• ACTIVITY:
Quote every line from the top of the listing down to and including the line that contains "divides by zero.".

== Segment start ==

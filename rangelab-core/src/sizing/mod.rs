//! Lot sizing — pure functions from a snapshot to an integer.
//!
//! Four independently configurable policies:
//! - [`ProfitTarget`]: profit at which the whole position is closed
//! - [`InitialLot`]: lot for the first entry when flat
//! - [`NextLot`]: lot for a counter-trend add
//! - [`MinimumProfit`]: smallest profit worth closing for
//!
//! Policies are serde-tagged enums so strategy tuning happens in configuration,
//! not code. They never decide *whether* to trade; that is the decision loop's job.

pub mod lot;
pub mod profit;

pub use lot::{InitialLot, NextLot};
pub use profit::{MinimumProfit, ProfitTarget};

use serde::{Deserialize, Serialize};

use crate::domain::Snapshot;
use crate::error::{EngineError, EngineResult};

/// A policy evaluated against one snapshot.
pub trait SizingPolicy: Send + Sync {
    fn evaluate(&self, snapshot: &Snapshot) -> i64;

    /// Policy name for logging.
    fn name(&self) -> &str;
}

/// Strictly positive divisor for margin-scaled policies.
///
/// Construction (and deserialization) fails with a configuration error for
/// zero or negative values, so evaluation never divides by zero.
#[derive(Debug, Clone, Copy, PartialEq, Eq, Serialize, Deserialize)]
#[serde(try_from = "i64", into = "i64")]
pub struct Denominator(i64);

impl Denominator {
    pub fn new(value: i64) -> EngineResult<Self> {
        if value <= 0 {
            return Err(EngineError::Configuration(format!(
                "denominator must be > 0, got {value}"
            )));
        }
        Ok(Self(value))
    }

    pub fn get(self) -> i64 {
        self.0
    }

    /// `value / denominator`, truncated toward zero.
    pub fn divide(self, value: i64) -> i64 {
        value / self.0
    }
}

impl TryFrom<i64> for Denominator {
    type Error = EngineError;

    fn try_from(value: i64) -> Result<Self, Self::Error> {
        Self::new(value)
    }
}

impl From<Denominator> for i64 {
    fn from(d: Denominator) -> Self {
        d.0
    }
}

/// The four policies used by a pair's decision loop.
#[derive(Debug, Clone, Default, PartialEq, Serialize, Deserialize)]
#[serde(default)]
pub struct LotSizing {
    pub profit: ProfitTarget,
    pub initial_lot: InitialLot,
    pub next_lot: NextLot,
    pub minimum_profit: MinimumProfit,
}

impl LotSizing {
    pub fn validate(&self) -> EngineResult<()> {
        self.profit.validate()?;
        self.initial_lot.validate()?;
        self.next_lot.validate()?;
        Ok(())
    }

    pub fn to_profit(&self, snapshot: &Snapshot) -> i64 {
        self.profit.evaluate(snapshot)
    }

    pub fn to_initial_lot(&self, snapshot: &Snapshot) -> i64 {
        self.initial_lot.evaluate(snapshot)
    }

    pub fn to_next_lot(&self, snapshot: &Snapshot) -> i64 {
        self.next_lot.evaluate(snapshot)
    }

    pub fn to_minimum_profit(&self, snapshot: &Snapshot) -> i64 {
        self.minimum_profit.evaluate(snapshot)
    }
}

#[cfg(test)]
pub(crate) mod test_support {
    use std::sync::Arc;

    use chrono::{TimeZone, Utc};

    use crate::domain::{AccountFacts, CurrencyPair, PositionFacts, Rate, Snapshot};

    pub fn snapshot(margin: i64, ask_lot: i64, bid_lot: i64) -> Snapshot {
        let pair = Arc::new(CurrencyPair::new("USDJPY", 3, 50_000).unwrap());
        let rate = Rate::new(
            pair,
            14_503,
            14_500,
            Utc.with_ymd_and_hms(2024, 1, 2, 9, 0, 0).unwrap(),
        );
        Snapshot::new(
            rate,
            PositionFacts {
                ask_lot,
                bid_lot,
                ..Default::default()
            },
            AccountFacts {
                margin,
                effective_margin: margin,
                todays_profit: 0,
            },
        )
    }
}

#[cfg(test)]
mod tests {
    use super::test_support::snapshot;
    use super::*;

    #[test]
    fn denominator_rejects_zero_and_negative() {
        assert!(matches!(
            Denominator::new(0),
            Err(EngineError::Configuration(_))
        ));
        assert!(Denominator::new(-5).is_err());
        assert_eq!(Denominator::new(7).unwrap().get(), 7);
    }

    #[test]
    fn margin_ratio_truncates_toward_zero() {
        let d = Denominator::new(3_000).unwrap();
        assert_eq!(d.divide(3_000_000), 1_000);
        assert_eq!(d.divide(4_500), 1);
        assert_eq!(d.divide(-4_500), -1);
        assert_eq!(ProfitTarget::default().evaluate(&snapshot(-4_500, 0, 0)), -1);
    }

    #[test]
    fn denominator_deserialization_is_validated() {
        let ok: Denominator = serde_json::from_str("250").unwrap();
        assert_eq!(ok.get(), 250);
        let err = serde_json::from_str::<Denominator>("0").unwrap_err();
        assert!(err.to_string().contains("denominator must be > 0"));
    }

    #[test]
    fn default_bundle_is_valid() {
        let sizing = LotSizing::default();
        sizing.validate().unwrap();
        let snap = snapshot(3_000_000, 0, 0);
        assert_eq!(sizing.to_profit(&snap), 1_000);
        assert_eq!(sizing.to_initial_lot(&snap), 3);
        assert_eq!(sizing.to_next_lot(&snap), 4);
        assert_eq!(sizing.to_minimum_profit(&snap), 1);
    }

    #[test]
    fn bundle_parses_from_toml() {
        let sizing: LotSizing = toml::from_str(
            r#"
            [profit]
            type = "MARGIN_RATIO"
            denominator = 1000

            [next_lot]
            type = "FIXED"
            lot = 2
            "#,
        )
        .unwrap();
        let snap = snapshot(3_000_000, 0, 0);
        assert_eq!(sizing.to_profit(&snap), 3_000);
        assert_eq!(sizing.to_next_lot(&snap), 2);
        // Unspecified policies keep their defaults.
        assert_eq!(sizing.initial_lot, InitialLot::default());
    }

    #[test]
    fn bundle_rejects_zero_denominator_in_toml() {
        let result: Result<LotSizing, _> = toml::from_str(
            r#"
            [initial_lot]
            type = "MARGIN_RATIO"
            denominator = 0
            "#,
        );
        assert!(result.is_err());
    }
}
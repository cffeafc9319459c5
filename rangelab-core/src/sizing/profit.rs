//! Profit thresholds: when a close is due, and when it is worth it.

use serde::{Deserialize, Serialize};

use super::{Denominator, SizingPolicy};
use crate::domain::Snapshot;
use crate::error::{EngineError, EngineResult};

/// Target profit at which the whole position is closed.
#[derive(Debug, Clone, Copy, PartialEq, Eq, Serialize, Deserialize)]
#[serde(tag = "type", rename_all = "SCREAMING_SNAKE_CASE")]
pub enum ProfitTarget {
    /// `margin / denominator`: scales with account size.
    MarginRatio { denominator: Denominator },

    /// Constant target.
    Fixed { amount: i64 },
}

impl ProfitTarget {
    pub fn validate(&self) -> EngineResult<()> {
        match self {
            Self::MarginRatio { .. } => Ok(()),
            Self::Fixed { amount } if *amount > 0 => Ok(()),
            Self::Fixed { amount } => Err(EngineError::Configuration(format!(
                "fixed profit target must be > 0, got {amount}"
            ))),
        }
    }
}

impl Default for ProfitTarget {
    fn default() -> Self {
        Self::MarginRatio {
            denominator: Denominator(3_000),
        }
    }
}

impl SizingPolicy for ProfitTarget {
    fn evaluate(&self, snapshot: &Snapshot) -> i64 {
        match self {
            Self::MarginRatio { denominator } => denominator.divide(snapshot.margin),
            Self::Fixed { amount } => *amount,
        }
    }

    fn name(&self) -> &str {
        match self {
            Self::MarginRatio { .. } => "ProfitMarginRatio",
            Self::Fixed { .. } => "ProfitFixed",
        }
    }
}

/// Smallest profit worth closing for; covers transaction-cost noise.
#[derive(Debug, Clone, Copy, PartialEq, Eq, Serialize, Deserialize)]
#[serde(tag = "type", rename_all = "SCREAMING_SNAKE_CASE")]
pub enum MinimumProfit {
    Constant { amount: i64 },
}

impl Default for MinimumProfit {
    fn default() -> Self {
        Self::Constant { amount: 1 }
    }
}

impl SizingPolicy for MinimumProfit {
    fn evaluate(&self, _snapshot: &Snapshot) -> i64 {
        match self {
            Self::Constant { amount } => *amount,
        }
    }

    fn name(&self) -> &str {
        "MinimumProfitConstant"
    }
}

#[cfg(test)]
mod tests {
    use super::*;
    use crate::sizing::test_support::snapshot;

    #[test]
    fn margin_ratio_scales_with_margin() {
        let target = ProfitTarget::MarginRatio {
            denominator: Denominator::new(1_000).unwrap(),
        };
        assert_eq!(target.evaluate(&snapshot(3_000_000, 0, 0)), 3_000);
        assert_eq!(target.evaluate(&snapshot(500_000, 0, 0)), 500);
    }

    #[test]
    fn margin_ratio_floors() {
        let target = ProfitTarget::MarginRatio {
            denominator: Denominator::new(7).unwrap(),
        };
        assert_eq!(target.evaluate(&snapshot(20, 0, 0)), 2);
    }

    #[test]
    fn fixed_target_ignores_margin() {
        let target = ProfitTarget::Fixed { amount: 250 };
        assert_eq!(target.evaluate(&snapshot(3_000_000, 0, 0)), 250);
        assert_eq!(target.name(), "ProfitFixed");
    }

    #[test]
    fn fixed_target_must_be_positive() {
        assert!(ProfitTarget::Fixed { amount: 0 }.validate().is_err());
    }

    #[test]
    fn minimum_profit_default_is_one() {
        assert_eq!(MinimumProfit::default().evaluate(&snapshot(0, 0, 0)), 1);
    }
}
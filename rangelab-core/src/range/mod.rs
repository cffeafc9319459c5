//! Trading range state machine.
//!
//! See [`RangeManager`] for the save/apply/reset protocol.

pub mod manager;

pub use manager::{Bounds, RangeManager, RangeState};
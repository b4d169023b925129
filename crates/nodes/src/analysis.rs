//! Analysis: turn commit groups into categorised change entries.
//!
//! Each group is sent to the language model under the retry policy. When the
//! model cannot produce a usable answer the group still gets an entry, built
//! from the raw message alone and marked degraded, so no commit is lost.

use std::collections::HashMap;
use std::sync::Arc;

use pipeline::{
    ChangeCategory, ChangeEntry, CodeContextRecord, CommitRecord, CompletionRequest,
    CompletionResponse, CompletionTask, Diagnostic, DiagnosticKind, GroupingStrategy,
    ImpactLevel, LanguageModel, ModelError, PipelineState, QualityAssessment, RetryConfig,
    RunConfig, StageName, StateUpdate,
};
use serde_json::{json, Value};
use tracing::{info, warn};

use crate::control::{Interruption, RunControl};
use crate::heuristics::{normalized_subject, parse_conventional};
use crate::pool::{run_bounded, TaskOutcome};
use crate::retry::retry_with_backoff;

const ANALYZE_INSTRUCTIONS: &str = "You write release notes for end users. Given one or more \
commits that make up a single change, reply with one JSON object: {\"category\": one of \
\"feature\", \"fix\", \"chore\", \"other\"; \"title\": short user-facing title; \
\"description\": one or two sentences on what changed and why it matters; \"impact\": one of \
\"low\", \"medium\", \"high\"; \"breaking\": boolean}. Use the code context when the commit \
message is vague. No prose outside the JSON.";

/// One commit and everything earlier stages learned about it.
#[derive(Debug, Clone)]
pub struct CommitInput {
    pub commit: CommitRecord,
    pub assessment: Option<QualityAssessment>,
    pub context: Option<CodeContextRecord>,
}

/// The commits that become a single change entry, in discovery order.
#[derive(Debug, Clone)]
pub struct CommitGroup {
    pub members: Vec<CommitInput>,
}

/// Output of the Analysis stage.
#[derive(Debug, Clone, Default)]
pub struct AnalysisOutput {
    pub update: StateUpdate,
    pub interrupted: Option<Interruption>,
}

// ---------------------------------------------------------------------------
// Grouping
// ---------------------------------------------------------------------------

/// Groups the commits in `state` that have no entry yet.
pub fn group_commits(state: &PipelineState, strategy: GroupingStrategy) -> Vec<CommitGroup> {
    let represented = state.represented_commits();
    let inputs = state
        .commits()
        .filter(|c| !represented.contains(&c.sha))
        .map(|c| CommitInput {
            commit: c.clone(),
            assessment: state.quality(&c.sha).cloned(),
            context: state.context(&c.sha).cloned(),
        });

    match strategy {
        GroupingStrategy::PerCommit => inputs
            .map(|input| CommitGroup {
                members: vec![input],
            })
            .collect(),
        GroupingStrategy::IdenticalSubject => {
            let mut groups: Vec<CommitGroup> = Vec::new();
            let mut by_subject: HashMap<String, usize> = HashMap::new();
            for input in inputs {
                let key = normalized_subject(input.commit.subject());
                // Empty subjects never merge.
                match by_subject.get(&key) {
                    Some(&index) if !key.is_empty() => groups[index].members.push(input),
                    _ => {
                        by_subject.insert(key, groups.len());
                        groups.push(CommitGroup {
                            members: vec![input],
                        });
                    }
                }
            }
            groups
        }
    }
}

// ---------------------------------------------------------------------------
// Model exchange
// ---------------------------------------------------------------------------

/// The fields the model must return for one group.
#[derive(Debug, Clone, PartialEq)]
pub struct ChangeAnalysis {
    pub category: ChangeCategory,
    pub title: String,
    pub description: String,
    pub impact: ImpactLevel,
    pub breaking: bool,
}

fn member_context(input: &CommitInput) -> Value {
    json!({
        "sha": input.commit.sha,
        "author": input.commit.author,
        "date": input.commit.timestamp.date_string(),
        "message": input.commit.message,
        "files_changed": input.commit.files_changed,
        "quality": input.assessment.as_ref().map(|a| json!({
            "category": a.category.to_string(),
            "clarity": a.clarity.as_f64(),
            "breaking": a.breaking,
        })),
        "code_context": input.context.as_ref().map(|c| json!({
            "languages": c.languages,
            "areas": c.areas,
            "signals": c.signals,
            "excerpt": c.excerpt,
            "truncated": c.truncated,
        })),
    })
}

pub fn analysis_request(group: &CommitGroup) -> CompletionRequest {
    let mut prompt = String::from("Summarise this change for the release notes.\n");
    for input in &group.members {
        prompt.push_str(&format!(
            "\nCommit {}:\n{}\n",
            input.commit.sha.short(),
            if input.commit.message.is_empty() {
                "(empty message)"
            } else {
                input.commit.message.as_str()
            }
        ));
        if let Some(ctx) = &input.context {
            prompt.push_str(&format!("Diff excerpt:\n{}\n", ctx.excerpt));
        }
    }
    CompletionRequest {
        task: CompletionTask::AnalyzeChange,
        instructions: ANALYZE_INSTRUCTIONS.to_string(),
        prompt,
        context: json!({
            "commits": group.members.iter().map(member_context).collect::<Vec<_>>(),
        }),
    }
}

fn malformed(message: impl Into<String>) -> ModelError {
    ModelError::MalformedOutput {
        message: message.into(),
    }
}

fn required_str<'a>(content: &'a Value, field: &str) -> Result<&'a str, ModelError> {
    content
        .get(field)
        .and_then(Value::as_str)
        .map(str::trim)
        .ok_or_else(|| malformed(format!("missing string field `{field}`")))
}

/// Validates the model's answer. Any structural problem is
/// [`ModelError::MalformedOutput`], which the retry policy retries.
pub fn parse_analysis(response: &CompletionResponse) -> Result<ChangeAnalysis, ModelError> {
    let content = &response.content;
    if !content.is_object() {
        return Err(malformed("expected a JSON object"));
    }

    let category = required_str(content, "category")?;
    let category = ChangeCategory::parse(category)
        .ok_or_else(|| malformed(format!("unknown category `{category}`")))?;
    let impact = required_str(content, "impact")?;
    let impact = ImpactLevel::parse(impact)
        .ok_or_else(|| malformed(format!("unknown impact `{impact}`")))?;
    let title = required_str(content, "title")?;
    if title.is_empty() {
        return Err(malformed("empty title"));
    }
    let description = match required_str(content, "description")? {
        "" => title,
        d => d,
    };
    let breaking = match content.get("breaking") {
        None | Some(Value::Null) => false,
        Some(Value::Bool(b)) => *b,
        Some(other) => return Err(malformed(format!("`breaking` is not a boolean: {other}"))),
    };

    Ok(ChangeAnalysis {
        category,
        title: title.to_string(),
        description: description.to_string(),
        impact,
        breaking,
    })
}

fn shas(group: &CommitGroup) -> Vec<pipeline::CommitSha> {
    group.members.iter().map(|m| m.commit.sha.clone()).collect()
}

fn heuristics_say_breaking(group: &CommitGroup) -> bool {
    group.members.iter().any(|m| {
        m.assessment.as_ref().is_some_and(|a| a.breaking)
            || m.context
                .as_ref()
                .is_some_and(|c| c.signals.iter().any(|s| s.is_breaking()))
    })
}

pub fn entry_from_analysis(group: &CommitGroup, analysis: ChangeAnalysis) -> ChangeEntry {
    ChangeEntry {
        category: analysis.category,
        title: analysis.title,
        description: analysis.description,
        impact: analysis.impact,
        breaking: analysis.breaking || heuristics_say_breaking(group),
        commits: shas(group),
        degraded: false,
    }
}

/// Minimal entry built only from the raw message.
pub fn degraded_entry(group: &CommitGroup) -> ChangeEntry {
    let first = group.members.first().map(|m| &m.commit);
    let subject = first.map(|c| c.subject()).unwrap_or_default();
    let title = match first {
        Some(c) if subject.is_empty() => format!("Commit {}", c.sha.short()),
        _ => parse_conventional(subject)
            .map(|h| h.description)
            .filter(|d| !d.is_empty())
            .unwrap_or_else(|| subject.to_string()),
    };
    let body = first.map(|c| c.body()).unwrap_or_default();
    let description = if body.is_empty() {
        title.clone()
    } else {
        body.split_whitespace().collect::<Vec<_>>().join(" ")
    };
    ChangeEntry {
        category: ChangeCategory::Other,
        title,
        description,
        impact: ImpactLevel::Low,
        breaking: false,
        commits: shas(group),
        degraded: true,
    }
}

fn degraded_diagnostics(group: &CommitGroup, reason: &str) -> Vec<Diagnostic> {
    group
        .members
        .iter()
        .map(|m| {
            Diagnostic::for_commit(
                m.commit.sha.clone(),
                StageName::Analysis,
                DiagnosticKind::AnalysisDegraded,
                reason,
            )
        })
        .collect()
}

/// Analyses one group, degrading instead of failing.
///
/// Returns the interruption instead when the run stopped while the group was
/// still waiting to retry, so the group is reported as unprocessed.
pub async fn analyze_group(
    model: &dyn LanguageModel,
    retry: &RetryConfig,
    control: &RunControl,
    group: &CommitGroup,
) -> Result<(ChangeEntry, Vec<Diagnostic>), Interruption> {
    let request = analysis_request(group);
    let result = retry_with_backoff(retry, control, "analyze_change", || {
        let request = request.clone();
        async move { parse_analysis(&model.complete(request).await?) }
    })
    .await;

    match result {
        Ok(analysis) => Ok((entry_from_analysis(group, analysis), Vec::new())),
        Err(e) => {
            if let Some(reason) = control.interruption() {
                warn!(
                    commits = group.members.len(),
                    attempts = e.attempts,
                    ?reason,
                    "analysis abandoned"
                );
                return Err(reason);
            }
            warn!(
                commits = group.members.len(),
                attempts = e.attempts,
                error = %e,
                "analysis degraded"
            );
            Ok((degraded_entry(group), degraded_diagnostics(group, &e.to_string())))
        }
    }
}

/// Analyses every commit without an entry.
#[tracing::instrument(skip_all, fields(stage = "analysis", grouping = ?config.grouping))]
pub async fn analyze(
    state: &PipelineState,
    model: &Arc<dyn LanguageModel>,
    config: &RunConfig,
    control: &RunControl,
) -> AnalysisOutput {
    let groups = group_commits(state, config.grouping);
    let worker_model = Arc::clone(model);
    let retry = config.retry.clone();
    let worker_control = control.clone();
    let outcomes = run_bounded(groups.clone(), config.concurrency, control, move |group| {
        let model = Arc::clone(&worker_model);
        let retry = retry.clone();
        let control = worker_control.clone();
        async move { analyze_group(model.as_ref(), &retry, &control, &group).await }
    })
    .await;

    let mut output = AnalysisOutput::default();
    for (group, outcome) in groups.iter().zip(outcomes) {
        match outcome {
            TaskOutcome::Completed(Ok((entry, diagnostics))) => {
                output.update.entries.push(entry);
                output.update.diagnostics.extend(diagnostics);
            }
            TaskOutcome::Completed(Err(reason)) => {
                output.interrupted.get_or_insert(reason);
            }
            TaskOutcome::Failed(reason) => {
                output.update.entries.push(degraded_entry(group));
                output
                    .update
                    .diagnostics
                    .extend(degraded_diagnostics(group, &reason));
            }
            TaskOutcome::Interrupted(reason) => {
                output.interrupted.get_or_insert(reason);
            }
        }
    }

    let degraded = output.update.entries.iter().filter(|e| e.degraded).count();
    info!(
        groups = groups.len(),
        entries = output.update.entries.len(),
        degraded,
        "analysis complete"
    );
    output
}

== Segment end ==

• RESULT OF THE EXERCISE:
filename rangelab-core/src/sizing/mod.rs
//! Lot sizing — pure functions from a snapshot to an integer.
//!
//! Four independently configurable policies:
//! - [`ProfitTarget`]: profit at which the whole position is closed
//! - [`InitialLot`]: lot for the first entry when flat
//! - [`NextLot`]: lot for a counter-trend add
//! - [`MinimumProfit`]: smallest profit worth closing for
//!
//! Policies are serde-tagged enums so strategy tuning happens in configuration,
//! not code. They never decide *whether* to trade; that is the decision loop's job.

pub mod lot;
pub mod profit;

pub use lot::{InitialLot, NextLot};
pub use profit::{MinimumProfit, ProfitTarget};

use serde::{Deserialize, Serialize};

use crate::domain::Snapshot;
use crate::error::{EngineError, EngineResult};

/// A policy evaluated against one snapshot.
pub trait SizingPolicy: Send + Sync {
    fn evaluate(&self, snapshot: &Snapshot) -> i64;

    /// Policy name for logging.
    fn name(&self) -> &str;
}

/// Strictly positive divisor for margin-scaled policies.
///
/// Construction (and deserialization) fails with a configuration error for
/// zero or negative values, so evaluation never divides by zero.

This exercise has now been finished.